The Gram-Schmidt procedure requires some modification. The "triangle completion" is instead calculated as
\[v - \langle u,u \rangle \langle v,u \rangle u,\]
which is orthogonal to \(u\) as can be confirmed as follows:
\begin{align}\langle u, v - \langle u,u \rangle \langle v,u \rangle u \rangle &= \langle u, v \rangle - \langle u, \langle u,u \rangle \langle v,u \rangle u \rangle\\&= \langle u,v \rangle - \langle v,u \rangle \langle u,u \rangle \langle u,u \rangle \\&= \langle u,v \rangle - \langle v,u \rangle \\&= \langle u,v \rangle - \langle u,v \rangle \\&= 0.\end{align}
The extra term of \(\langle u,u \rangle\) ensures that the signs are correct.
A non-degenerate subspace \(S\) of a vector space \(V\) is a subspace such that the restriction of a scalar product \(g\) to \(S\) is non-degenerate. An ordered tuple \((v_1,\dots,v_k)\) of \(k\) vectors is non-degenerate if the vectors \((v_1,\dots,v_j)\) span a non-degenerate \(j\)-dimensional subspace for every \(j=1,\dots,k\).
Given a non-degenerate basis \((E_i)\) for a scalar product space \((V,g)\), we can produce an orthonormal basis using a modified version of the Gram-Schmidt procedure.
We first define
\[\hat{E}_1 = \frac{E_1}{\lvert E_1 \rvert}.\]
Since the basis \((E_i)\) is non-degenerate, the subspace \(S_1\) spanned by \(E_1\) is non-degenerate. This means that there exists a non-zero vector \(s \in S_1\) such that \(g(E_1, s) \neq 0\). Since \(E_1\) spans \(S_1\), \(s = aE_1\) for some \(a \in \mathbb{R}\), and thus \(g(E_1, s) = g(E_1, aE_1) = ag(E_1,E_1)\) and thus, since \(a \neq 0\), it follows that \(g(E_1,E_1) \neq 0\). This means that \(\lvert E_1 \rvert \neq 0\) and the denominator is non-zero.
The inductive step then computes a new vector defined as
\[z_k = E_k - \sum_{i=1}^{k-1} \langle \hat{E}_i, \hat{E}_i \rangle \langle E_k, \hat{E}_i \rangle \hat{E}_i.\]
Then set
\[\hat{E}_k = \frac{z_k}{\lvert z_k \rvert}.\]
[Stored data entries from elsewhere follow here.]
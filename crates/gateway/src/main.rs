//! Courier Gateway - public entry point for transfer and inbox token paths
//!
//! Resolves `/TOKEN` style paths into redirects and file deliveries, and
//! periodically purges expired allocations.

mod config;
mod logging;
mod reaper;
mod server;

use std::net::SocketAddr;
use std::path::PathBuf;
use std::str::FromStr;
use std::sync::Arc;
use std::time::Duration;

use anyhow::Result;
use clap::Parser;
use tokio::sync::watch;

use common::Courier;

use crate::config::GatewayConfig;
use crate::server::GatewayState;

const FINAL_SHUTDOWN_TIMEOUT: Duration = Duration::from_secs(30);

/// Courier Gateway - serves anonymous transfers and inbox redirects
#[derive(Parser, Debug)]
#[command(author, version, about, long_about = None)]
struct Args {
    /// Path to a TOML config file
    #[arg(short, long)]
    config: Option<PathBuf>,

    /// Port to listen on for HTTP requests (overrides config)
    #[arg(short, long)]
    port: Option<u16>,

    /// Log level (error, warn, info, debug, trace; overrides config)
    #[arg(long)]
    log_level: Option<String>,
}

#[tokio::main]
async fn main() -> Result<()> {
    let args = Args::parse();

    let mut config = GatewayConfig::load(args.config.as_deref())?;
    if let Some(port) = args.port {
        config.listen_port = port;
    }
    if let Some(log_level) = args.log_level {
        config.log_level = log_level;
    }

    let _logging = logging::init(&config)?;
    tracing::info!("Starting Courier Gateway");

    let courier = Courier::memory();

    // Set up graceful shutdown
    let (shutdown_tx, shutdown_rx) = watch::channel(());
    let graceful_shutdown = async move {
        if let Err(e) = tokio::signal::ctrl_c().await {
            tracing::error!("failed to listen for ctrl+c: {}", e);
        }
        tracing::info!("Received shutdown signal");
        let _ = shutdown_tx.send(());
    };
    tokio::spawn(graceful_shutdown);

    // Spawn reaper
    let reaper_handle = tokio::spawn(reaper::run(
        courier.clone(),
        config.reaper_interval(),
        config.reaper_batch_size,
        shutdown_rx.clone(),
    ));

    let listen_addr = SocketAddr::from_str(&format!("0.0.0.0:{}", config.listen_port))?;
    let router = server::router(GatewayState {
        courier,
        config: Arc::new(config),
    });

    tracing::info!("Gateway listening on {}", listen_addr);
    let listener = tokio::net::TcpListener::bind(listen_addr).await?;

    let mut server_rx = shutdown_rx.clone();
    axum::serve(listener, router)
        .with_graceful_shutdown(async move {
            let _ = server_rx.changed().await;
        })
        .await?;

    let _ = tokio::time::timeout(FINAL_SHUTDOWN_TIMEOUT, reaper_handle).await;

    tracing::info!("Gateway shutdown complete");
    Ok(())
}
Now, by construction, \(\mathrm{span}(E_1,\dots,E_k) = \mathrm{span}(\hat{E}_1,\dots,\hat{E}_{k-1},z_k)\). Since the basis \((E_i)\) is non-degenerate, the subspace \(S_k\) spanned by \((E_1,\dots,E_k)\) is non-degenerate. This means that, for each element \(s \in S_k\), there exists some element \(t \in S_k\) such that \(g(s, t) \neq 0\). If \(t = t^iE_i\) in terms of \(S_k\), then \(g(s,t) = g(s, t^iE_i) = t^ig(s, E_i)\) and thus \(t^ig(s, E_i) \neq 0\). Thus, since \(s \in S_k\), it follows that \(s\) cannot be orthogonal to all of the \(E_i\), since otherwise \(g(s, E_i) = 0\) and \(g(s,t) = 0\). Thus, if some non-zero vector \(v \in V\) is orthogonal to every element of \(S_k\), then, in particular \(g(v, E_i) = 0\) for all \(E_i\) and thus \(v \not \in S_k\). Now, if \(g(z_k,z_k) = 0\), then, since \(g(z_k, \hat{E}_i) = 0\) by construction for all \(i \in (1,\dots,k-1)\), then \(z_k\) is orthogonal to the spanning set \((\hat{E}_1,\dots,\hat{E}_{k-1},z_k)\) and thus orthogonal to all vectors in \(S_k\) as well, which contradicts the assumption of non-degeneracy. Thus, \(g(z_k,z_k) \neq 0\) and \(\lvert z_k \rvert \neq 0\). The denominator is therefore non-zero.
The definition of orthogonal vectors and angles is the same.
Likewise, a scalar product \(g\) can be represented in coordinates. However, since \(g\) is not necessarily positive definite, the representing matrix \(g_{ij}\) relative to a chosen basis might contain negative entries. In the case of an orthogonal basis, we can likewise infer that the matrix \(g_{ij}\) will be diagonal. However, some of the entries may still be negative since the inner product of this basis vector with itself can be negative.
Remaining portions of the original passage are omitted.